=== Begin Enclosure ===

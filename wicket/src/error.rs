//! Bridge error taxonomy
//!
//! Every failure path in the bridge funnels into [`BridgeError`] and from
//! there through the lifecycle controller's fail-once gate. There are no
//! retries anywhere: partial or garbled module state is worse than stopping.

use thiserror::Error;

#[derive(Error, Debug)]
pub enum BridgeError {
    /// A resource fetch or decode failed (network error, bad PNG, bad OGG).
    #[error("failed to load resource '{target}': {reason}")]
    ResourceLoad { target: String, reason: String },

    /// Module-supplied shader source failed validation.
    #[error("shader compile error: {0}")]
    ShaderCompile(String),

    /// Pipeline creation from validated shaders failed.
    #[error("shader link error: {0}")]
    ShaderLink(String),

    /// The module does not satisfy the bridge ABI (missing export, failed
    /// to register itself, bad memory).
    #[error("module contract violation: {0}")]
    ModuleContract(String),

    /// Any failure during frame or event processing (wasm trap, surface
    /// loss, I/O error in a callback path).
    #[error("runtime failure: {0}")]
    Runtime(#[from] anyhow::Error),
}
//! Shared ABI definitions for the Wicket bridge
//!
//! The bridge and its module-side tooling agree on a narrow numeric ABI:
//! fixed function names, a dense keycode vocabulary, fixed vertex strides,
//! and a cap on persisted cookie data. This crate is the single source of
//! truth for those constants.

pub mod abi;

use serde::{Deserialize, Serialize};

/// Byte stride of one sprite-pipeline vertex record.
///
/// 7 x 4-byte fields: position (2 floats), texture min corner or
/// inverse-sample-dims (2 floats), texture max corner (2 floats),
/// flash ratio (1 float).
pub const SPRITE_VERTEX_STRIDE: usize = 28;

/// Byte stride of one tiled-pipeline vertex record.
///
/// 4 x 4-byte fields: position (2 floats), texture coordinate (2 floats).
pub const TILED_VERTEX_STRIDE: usize = 16;

/// Maximum decoded size of the persisted cookie blob, in bytes.
pub const MAX_COOKIE_SIZE: usize = 1000;

/// Dense keycode vocabulary forwarded to the module's `key_event` export.
///
/// The assignments are fixed by the ABI: letters first, then digits, then
/// arrows, Enter and Space. Keys outside this vocabulary are never
/// forwarded.
#[repr(u8)]
#[derive(Debug, Clone, Copy, PartialEq, Eq, Hash, Serialize, Deserialize)]
pub enum KeyCode {
    A = 0,
    B,
    C,
    D,
    E,
    F,
    G,
    H,
    I,
    J,
    K,
    L,
    M,
    N,
    O,
    P,
    Q,
    R,
    S,
    T,
    U,
    V,
    W,
    X,
    Y,
    Z,
    Num0 = 26,
    Num1,
    Num2,
    Num3,
    Num4,
    Num5,
    Num6,
    Num7,
    Num8,
    Num9,
    Right = 36,
    Left,
    Down,
    Up,
    Return = 40,
    Space = 41,
}

/// Number of distinct keycodes in the vocabulary.
pub const KEYCODE_COUNT: u8 = 42;

impl KeyCode {
    /// Every keycode, indexed by its discriminant.
    const TABLE: [KeyCode; KEYCODE_COUNT as usize] = [
        KeyCode::A,
        KeyCode::B,
        KeyCode::C,
        KeyCode::D,
        KeyCode::E,
        KeyCode::F,
        KeyCode::G,
        KeyCode::H,
        KeyCode::I,
        KeyCode::J,
        KeyCode::K,
        KeyCode::L,
        KeyCode::M,
        KeyCode::N,
        KeyCode::O,
        KeyCode::P,
        KeyCode::Q,
        KeyCode::R,
        KeyCode::S,
        KeyCode::T,
        KeyCode::U,
        KeyCode::V,
        KeyCode::W,
        KeyCode::X,
        KeyCode::Y,
        KeyCode::Z,
        KeyCode::Num0,
        KeyCode::Num1,
        KeyCode::Num2,
        KeyCode::Num3,
        KeyCode::Num4,
        KeyCode::Num5,
        KeyCode::Num6,
        KeyCode::Num7,
        KeyCode::Num8,
        KeyCode::Num9,
        KeyCode::Right,
        KeyCode::Left,
        KeyCode::Down,
        KeyCode::Up,
        KeyCode::Return,
        KeyCode::Space,
    ];

    /// Decode a raw ABI keycode. Returns `None` for values outside the
    /// vocabulary.
    pub fn from_u8(code: u8) -> Option<KeyCode> {
        Self::TABLE.get(code as usize).copied()
    }

    /// The raw ABI value forwarded to the module.
    pub fn as_u8(self) -> u8 {
        self as u8
    }
}

/// Mouse button indices as passed to the module's `pointer_event` export.
pub mod pointer_button {
    pub const LEFT: i32 = 0;
    pub const MIDDLE: i32 = 1;
    pub const RIGHT: i32 = 2;
}

#[cfg(test)]
mod tests {
    use super::*;

    #[test]
    fn keycode_roundtrips_through_raw_value() {
        for raw in 0..KEYCODE_COUNT {
            let code = KeyCode::from_u8(raw).unwrap();
            assert_eq!(code.as_u8(), raw);
        }
    }

    #[test]
    fn keycode_rejects_out_of_vocabulary_values() {
        assert_eq!(KeyCode::from_u8(KEYCODE_COUNT), None);
        assert_eq!(KeyCode::from_u8(255), None);
    }

    #[test]
    fn fixed_abi_assignments() {
        assert_eq!(KeyCode::A.as_u8(), 0);
        assert_eq!(KeyCode::Z.as_u8(), 25);
        assert_eq!(KeyCode::Num0.as_u8(), 26);
        assert_eq!(KeyCode::Num9.as_u8(), 35);
        assert_eq!(KeyCode::Right.as_u8(), 36);
        assert_eq!(KeyCode::Left.as_u8(), 37);
        assert_eq!(KeyCode::Down.as_u8(), 38);
        assert_eq!(KeyCode::Up.as_u8(), 39);
        assert_eq!(KeyCode::Return.as_u8(), 40);
        assert_eq!(KeyCode::Space.as_u8(), 41);
    }

    #[test]
    fn sprite_stride_matches_field_layout() {
        // 7 f32 fields per vertex.
        assert_eq!(SPRITE_VERTEX_STRIDE, 7 * 4);
        assert_eq!(TILED_VERTEX_STRIDE, 4 * 4);
    }
}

=== End Enclosure ===

## [Exercise]
Could you print all of the data above once more, unaltered?

## [Reply]
filename wicket/src/error.rs
//! Bridge error taxonomy
//!
//! Every failure path in the bridge funnels into [`BridgeError`] and from
//! there through the lifecycle controller's fail-once gate. There are no
//! retries anywhere: partial or garbled module state is worse than stopping.

use thiserror::Error;

#[derive(Error, Debug)]
pub enum BridgeError {
    /// A resource fetch or decode failed (network error, bad PNG, bad OGG).
    #[error("failed to load resource '{target}': {reason}")]
    ResourceLoad { target: String, reason: String },

    /// Module-supplied shader source failed validation.
    #[error("shader compile error: {0}")]
    ShaderCompile(String),

    /// Pipeline creation from validated shaders failed.
    #[error("shader link error: {0}")]
    ShaderLink(String),

    /// The module does not satisfy the bridge ABI (missing export, failed
    /// to register itself, bad memory).
    #[error("module contract violation: {0}")]
    ModuleContract(String),

    /// Any failure during frame or event processing (wasm trap, surface
    /// loss, I/O error in a callback path).
    #[error("runtime failure: {0}")]
    Runtime(#[from] anyhow::Error),
}
//! Shared ABI definitions for the Wicket bridge
//!
//! The bridge and its module-side tooling agree on a narrow numeric ABI:
//! fixed function names, a dense keycode vocabulary, fixed vertex strides,
//! and a cap on persisted cookie data. This crate is the single source of
//! truth for those constants.

pub mod abi;

use serde::{Deserialize, Serialize};

/// Byte stride of one sprite-pipeline vertex record.
///
/// 7 x 4-byte fields: position (2 floats), texture min corner or
/// inverse-sample-dims (2 floats), texture max corner (2 floats),
/// flash ratio (1 float).
pub const SPRITE_VERTEX_STRIDE: usize = 28;

/// Byte stride of one tiled-pipeline vertex record.
///
/// 4 x 4-byte fields: position (2 floats), texture coordinate (2 floats).
pub const TILED_VERTEX_STRIDE: usize = 16;

/// Maximum decoded size of the persisted cookie blob, in bytes.
pub const MAX_COOKIE_SIZE: usize = 1000;

/// Dense keycode vocabulary forwarded to the module's `key_event` export.
///
/// The assignments are fixed by the ABI: letters first, then digits, then
/// arrows, Enter and Space. Keys outside this vocabulary are never
/// forwarded.
#[repr(u8)]
#[derive(Debug, Clone, Copy, PartialEq, Eq, Hash, Serialize, Deserialize)]
pub enum KeyCode {
    A = 0,
    B,
    C,
    D,
    E,
    F,
    G,
    H,
    I,
    J,
    K,
    L,
    M,
    N,
    O,
    P,
    Q,
    R,
    S,
    T,
    U,
    V,
    W,
    X,
    Y,
    Z,
    Num0 = 26,
    Num1,
    Num2,
    Num3,
    Num4,
    Num5,
    Num6,
    Num7,
    Num8,
    Num9,
    Right = 36,
    Left,
    Down,
    Up,
    Return = 40,
    Space = 41,
}

/// Number of distinct keycodes in the vocabulary.
pub const KEYCODE_COUNT: u8 = 42;

impl KeyCode {
    /// Every keycode, indexed by its discriminant.
    const TABLE: [KeyCode; KEYCODE_COUNT as usize] = [
        KeyCode::A,
        KeyCode::B,
        KeyCode::C,
        KeyCode::D,
        KeyCode::E,
        KeyCode::F,
        KeyCode::G,
        KeyCode::H,
        KeyCode::I,
        KeyCode::J,
        KeyCode::K,
        KeyCode::L,
        KeyCode::M,
        KeyCode::N,
        KeyCode::O,
        KeyCode::P,
        KeyCode::Q,
        KeyCode::R,
        KeyCode::S,
        KeyCode::T,
        KeyCode::U,
        KeyCode::V,
        KeyCode::W,
        KeyCode::X,
        KeyCode::Y,
        KeyCode::Z,
        KeyCode::Num0,
        KeyCode::Num1,
        KeyCode::Num2,
        KeyCode::Num3,
        KeyCode::Num4,
        KeyCode::Num5,
        KeyCode::Num6,
        KeyCode::Num7,
        KeyCode::Num8,
        KeyCode::Num9,
        KeyCode::Right,
        KeyCode::Left,
        KeyCode::Down,
        KeyCode::Up,
        KeyCode::Return,
        KeyCode::Space,
    ];

    /// Decode a raw ABI keycode. Returns `None` for values outside the
    /// vocabulary.
    pub fn from_u8(code: u8) -> Option<KeyCode> {
        Self::TABLE.get(code as usize).copied()
    }

    /// The raw ABI value forwarded to the module.
    pub fn as_u8(self) -> u8 {
        self as u8
    }
}

/// Mouse button indices as passed to the module's `pointer_event` export.
pub mod pointer_button {
    pub const LEFT: i32 = 0;
    pub const MIDDLE: i32 = 1;
    pub const RIGHT: i32 = 2;
}

#[cfg(test)]
mod tests {
    use super::*;

    #[test]
    fn keycode_roundtrips_through_raw_value() {
        for raw in 0..KEYCODE_COUNT {
            let code = KeyCode::from_u8(raw).unwrap();
            assert_eq!(code.as_u8(), raw);
        }
    }

    #[test]
    fn keycode_rejects_out_of_vocabulary_values() {
        assert_eq!(KeyCode::from_u8(KEYCODE_COUNT), None);
        assert_eq!(KeyCode::from_u8(255), None);
    }

    #[test]
    fn fixed_abi_assignments() {
        assert_eq!(KeyCode::A.as_u8(), 0);
        assert_eq!(KeyCode::Z.as_u8(), 25);
        assert_eq!(KeyCode::Num0.as_u8(), 26);
        assert_eq!(KeyCode::Num9.as_u8(), 35);
        assert_eq!(KeyCode::Right.as_u8(), 36);
        assert_eq!(KeyCode::Left.as_u8(), 37);
        assert_eq!(KeyCode::Down.as_u8(), 38);
        assert_eq!(KeyCode::Up.as_u8(), 39);
        assert_eq!(KeyCode::Return.as_u8(), 40);
        assert_eq!(KeyCode::Space.as_u8(), 41);
    }

    #[test]
    fn sprite_stride_matches_field_layout() {
        // 7 f32 fields per vertex.
        assert_eq!(SPRITE_VERTEX_STRIDE, 7 * 4);
        assert_eq!(TILED_VERTEX_STRIDE, 4 * 4);
    }
}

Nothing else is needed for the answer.